- DATA EXTRACT -
- - - - -

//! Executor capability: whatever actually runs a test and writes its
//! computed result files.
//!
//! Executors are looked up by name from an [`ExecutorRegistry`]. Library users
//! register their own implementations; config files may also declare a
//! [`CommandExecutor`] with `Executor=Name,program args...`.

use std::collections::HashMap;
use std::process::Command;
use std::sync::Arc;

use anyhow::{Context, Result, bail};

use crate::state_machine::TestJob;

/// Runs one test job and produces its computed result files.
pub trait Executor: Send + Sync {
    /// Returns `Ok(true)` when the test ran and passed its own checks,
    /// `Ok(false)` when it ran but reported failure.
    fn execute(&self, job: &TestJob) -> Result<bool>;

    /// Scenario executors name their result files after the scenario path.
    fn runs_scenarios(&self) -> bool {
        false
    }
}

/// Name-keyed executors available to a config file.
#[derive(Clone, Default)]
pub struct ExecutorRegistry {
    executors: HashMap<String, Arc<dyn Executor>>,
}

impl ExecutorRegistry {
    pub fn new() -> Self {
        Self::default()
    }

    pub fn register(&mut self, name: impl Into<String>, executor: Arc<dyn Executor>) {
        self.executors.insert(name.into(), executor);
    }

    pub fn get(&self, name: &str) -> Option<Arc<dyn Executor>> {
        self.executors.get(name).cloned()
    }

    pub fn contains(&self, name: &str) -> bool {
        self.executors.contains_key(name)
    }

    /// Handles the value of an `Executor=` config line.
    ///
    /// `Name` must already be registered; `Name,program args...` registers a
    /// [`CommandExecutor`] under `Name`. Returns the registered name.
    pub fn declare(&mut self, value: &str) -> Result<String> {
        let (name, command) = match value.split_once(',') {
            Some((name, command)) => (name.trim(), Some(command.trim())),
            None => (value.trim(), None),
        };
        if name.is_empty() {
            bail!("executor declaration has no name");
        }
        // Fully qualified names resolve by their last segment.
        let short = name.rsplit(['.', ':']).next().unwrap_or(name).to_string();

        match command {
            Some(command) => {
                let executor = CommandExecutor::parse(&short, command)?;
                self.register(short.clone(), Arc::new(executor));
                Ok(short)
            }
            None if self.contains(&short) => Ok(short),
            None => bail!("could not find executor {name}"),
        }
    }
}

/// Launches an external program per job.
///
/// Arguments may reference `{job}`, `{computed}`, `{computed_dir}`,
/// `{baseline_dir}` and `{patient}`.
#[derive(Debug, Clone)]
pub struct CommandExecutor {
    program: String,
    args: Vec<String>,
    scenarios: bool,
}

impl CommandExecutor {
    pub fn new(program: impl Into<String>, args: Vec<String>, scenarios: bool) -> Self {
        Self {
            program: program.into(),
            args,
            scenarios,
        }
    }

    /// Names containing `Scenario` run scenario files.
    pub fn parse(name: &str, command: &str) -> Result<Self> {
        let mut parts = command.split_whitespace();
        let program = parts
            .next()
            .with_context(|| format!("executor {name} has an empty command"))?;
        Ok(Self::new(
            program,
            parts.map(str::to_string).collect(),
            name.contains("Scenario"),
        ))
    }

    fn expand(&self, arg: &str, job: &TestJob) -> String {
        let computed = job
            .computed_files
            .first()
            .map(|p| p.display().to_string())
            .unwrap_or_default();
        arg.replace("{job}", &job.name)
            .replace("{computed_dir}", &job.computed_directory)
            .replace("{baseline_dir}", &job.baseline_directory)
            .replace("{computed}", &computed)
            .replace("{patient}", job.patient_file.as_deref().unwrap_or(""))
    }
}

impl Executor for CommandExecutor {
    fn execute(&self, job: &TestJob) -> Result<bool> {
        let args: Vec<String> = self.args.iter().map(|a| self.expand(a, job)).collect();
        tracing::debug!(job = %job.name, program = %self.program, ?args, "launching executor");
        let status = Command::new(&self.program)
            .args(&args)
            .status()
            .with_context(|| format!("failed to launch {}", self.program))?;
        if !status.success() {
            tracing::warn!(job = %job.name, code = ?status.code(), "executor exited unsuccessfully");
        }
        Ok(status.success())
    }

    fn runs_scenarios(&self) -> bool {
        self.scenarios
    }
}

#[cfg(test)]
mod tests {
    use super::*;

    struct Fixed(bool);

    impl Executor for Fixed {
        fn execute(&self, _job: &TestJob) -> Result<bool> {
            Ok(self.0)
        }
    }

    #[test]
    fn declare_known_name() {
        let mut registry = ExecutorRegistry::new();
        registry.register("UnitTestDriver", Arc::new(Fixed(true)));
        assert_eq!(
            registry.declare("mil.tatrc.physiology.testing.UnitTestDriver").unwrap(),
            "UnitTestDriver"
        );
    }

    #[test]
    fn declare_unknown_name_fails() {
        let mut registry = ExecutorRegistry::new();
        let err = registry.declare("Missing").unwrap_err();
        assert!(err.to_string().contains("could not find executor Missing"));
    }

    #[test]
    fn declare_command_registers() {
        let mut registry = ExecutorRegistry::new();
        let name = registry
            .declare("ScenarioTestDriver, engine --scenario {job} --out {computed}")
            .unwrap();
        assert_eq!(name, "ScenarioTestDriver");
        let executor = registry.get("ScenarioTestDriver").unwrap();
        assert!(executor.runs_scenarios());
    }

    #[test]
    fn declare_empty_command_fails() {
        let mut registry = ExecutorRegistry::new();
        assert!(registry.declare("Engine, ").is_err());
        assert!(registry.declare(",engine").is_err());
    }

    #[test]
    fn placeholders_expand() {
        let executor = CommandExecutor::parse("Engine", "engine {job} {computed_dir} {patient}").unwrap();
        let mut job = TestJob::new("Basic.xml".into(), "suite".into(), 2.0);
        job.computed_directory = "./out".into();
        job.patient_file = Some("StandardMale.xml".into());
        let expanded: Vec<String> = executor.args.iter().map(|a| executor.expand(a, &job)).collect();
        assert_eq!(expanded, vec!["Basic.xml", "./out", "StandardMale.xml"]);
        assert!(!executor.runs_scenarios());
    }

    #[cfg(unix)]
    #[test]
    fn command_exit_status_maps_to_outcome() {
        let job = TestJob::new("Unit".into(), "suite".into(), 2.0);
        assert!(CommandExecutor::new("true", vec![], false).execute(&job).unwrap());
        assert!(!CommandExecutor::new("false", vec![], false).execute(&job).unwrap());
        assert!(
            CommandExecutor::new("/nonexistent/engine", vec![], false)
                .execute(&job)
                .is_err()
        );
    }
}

- - - - -

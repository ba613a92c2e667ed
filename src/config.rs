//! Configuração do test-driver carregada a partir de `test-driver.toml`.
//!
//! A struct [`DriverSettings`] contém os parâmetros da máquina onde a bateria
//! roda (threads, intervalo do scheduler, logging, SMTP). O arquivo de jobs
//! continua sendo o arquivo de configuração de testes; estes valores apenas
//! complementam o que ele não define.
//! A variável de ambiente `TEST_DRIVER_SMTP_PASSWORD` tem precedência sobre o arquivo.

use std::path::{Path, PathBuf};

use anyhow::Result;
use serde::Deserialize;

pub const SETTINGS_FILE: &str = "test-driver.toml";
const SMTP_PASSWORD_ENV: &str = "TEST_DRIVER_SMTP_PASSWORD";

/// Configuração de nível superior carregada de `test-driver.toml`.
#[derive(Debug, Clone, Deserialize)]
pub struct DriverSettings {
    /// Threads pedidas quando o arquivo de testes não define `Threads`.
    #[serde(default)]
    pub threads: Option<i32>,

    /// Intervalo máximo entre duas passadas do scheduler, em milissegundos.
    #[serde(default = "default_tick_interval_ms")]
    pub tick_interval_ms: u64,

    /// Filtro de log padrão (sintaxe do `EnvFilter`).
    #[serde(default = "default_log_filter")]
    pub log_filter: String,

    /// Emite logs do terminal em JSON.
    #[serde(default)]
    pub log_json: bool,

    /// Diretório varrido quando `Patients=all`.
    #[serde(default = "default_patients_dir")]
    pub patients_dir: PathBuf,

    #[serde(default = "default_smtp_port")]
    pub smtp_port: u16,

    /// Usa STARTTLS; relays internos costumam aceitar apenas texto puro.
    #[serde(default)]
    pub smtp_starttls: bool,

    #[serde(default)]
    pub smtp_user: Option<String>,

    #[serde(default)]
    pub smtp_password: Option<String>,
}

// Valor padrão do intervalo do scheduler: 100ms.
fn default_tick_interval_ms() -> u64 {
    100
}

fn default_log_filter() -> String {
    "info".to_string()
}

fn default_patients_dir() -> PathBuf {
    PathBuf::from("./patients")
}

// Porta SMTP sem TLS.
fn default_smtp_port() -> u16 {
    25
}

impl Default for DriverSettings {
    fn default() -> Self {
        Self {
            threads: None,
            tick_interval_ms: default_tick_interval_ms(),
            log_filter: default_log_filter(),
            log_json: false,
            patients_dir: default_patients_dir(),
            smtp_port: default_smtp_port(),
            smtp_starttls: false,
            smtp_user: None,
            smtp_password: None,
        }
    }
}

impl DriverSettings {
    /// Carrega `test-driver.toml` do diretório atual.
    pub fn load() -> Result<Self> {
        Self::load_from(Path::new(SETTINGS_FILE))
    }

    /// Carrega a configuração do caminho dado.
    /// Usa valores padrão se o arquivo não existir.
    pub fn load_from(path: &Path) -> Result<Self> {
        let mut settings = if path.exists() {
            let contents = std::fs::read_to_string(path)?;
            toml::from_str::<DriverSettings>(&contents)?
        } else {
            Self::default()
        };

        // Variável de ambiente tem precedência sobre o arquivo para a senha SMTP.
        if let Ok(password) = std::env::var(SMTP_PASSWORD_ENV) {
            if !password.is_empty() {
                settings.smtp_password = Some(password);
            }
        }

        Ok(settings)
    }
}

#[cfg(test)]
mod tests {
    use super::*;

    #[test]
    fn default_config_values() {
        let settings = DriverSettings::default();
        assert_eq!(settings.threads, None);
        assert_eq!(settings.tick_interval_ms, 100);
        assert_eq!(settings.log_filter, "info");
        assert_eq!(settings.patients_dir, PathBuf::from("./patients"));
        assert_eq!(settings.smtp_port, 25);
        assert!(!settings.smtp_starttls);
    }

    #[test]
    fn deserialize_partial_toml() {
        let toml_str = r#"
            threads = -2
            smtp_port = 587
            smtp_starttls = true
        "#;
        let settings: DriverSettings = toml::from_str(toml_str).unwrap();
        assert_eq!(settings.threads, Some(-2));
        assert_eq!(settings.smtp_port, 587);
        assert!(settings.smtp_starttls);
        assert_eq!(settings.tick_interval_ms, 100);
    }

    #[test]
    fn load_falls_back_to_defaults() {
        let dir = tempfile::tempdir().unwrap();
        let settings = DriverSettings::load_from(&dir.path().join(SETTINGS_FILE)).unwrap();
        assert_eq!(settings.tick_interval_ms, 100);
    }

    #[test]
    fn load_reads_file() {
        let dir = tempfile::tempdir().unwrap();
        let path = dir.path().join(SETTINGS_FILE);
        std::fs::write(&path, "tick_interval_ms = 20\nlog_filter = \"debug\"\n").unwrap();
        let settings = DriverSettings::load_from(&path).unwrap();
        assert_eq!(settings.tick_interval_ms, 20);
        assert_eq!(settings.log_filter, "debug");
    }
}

- - - - -

- WHAT IS NEEDED -
Could you set down, exactly as written, the lines above between the one holding "and writes its" and the one holding "when the test", inclusive, and nothing more?

- EXERCISE OUTPUT -
//! Executor capability: whatever actually runs a test and writes its
//! computed result files.
//!
//! Executors are looked up by name from an [`ExecutorRegistry`]. Library users
//! register their own implementations; config files may also declare a
//! [`CommandExecutor`] with `Executor=Name,program args...`.

use std::collections::HashMap;
use std::process::Command;
use std::sync::Arc;

use anyhow::{Context, Result, bail};

use crate::state_machine::TestJob;

/// Runs one test job and produces its computed result files.
pub trait Executor: Send + Sync {
    /// Returns `Ok(true)` when the test ran and passed its own checks,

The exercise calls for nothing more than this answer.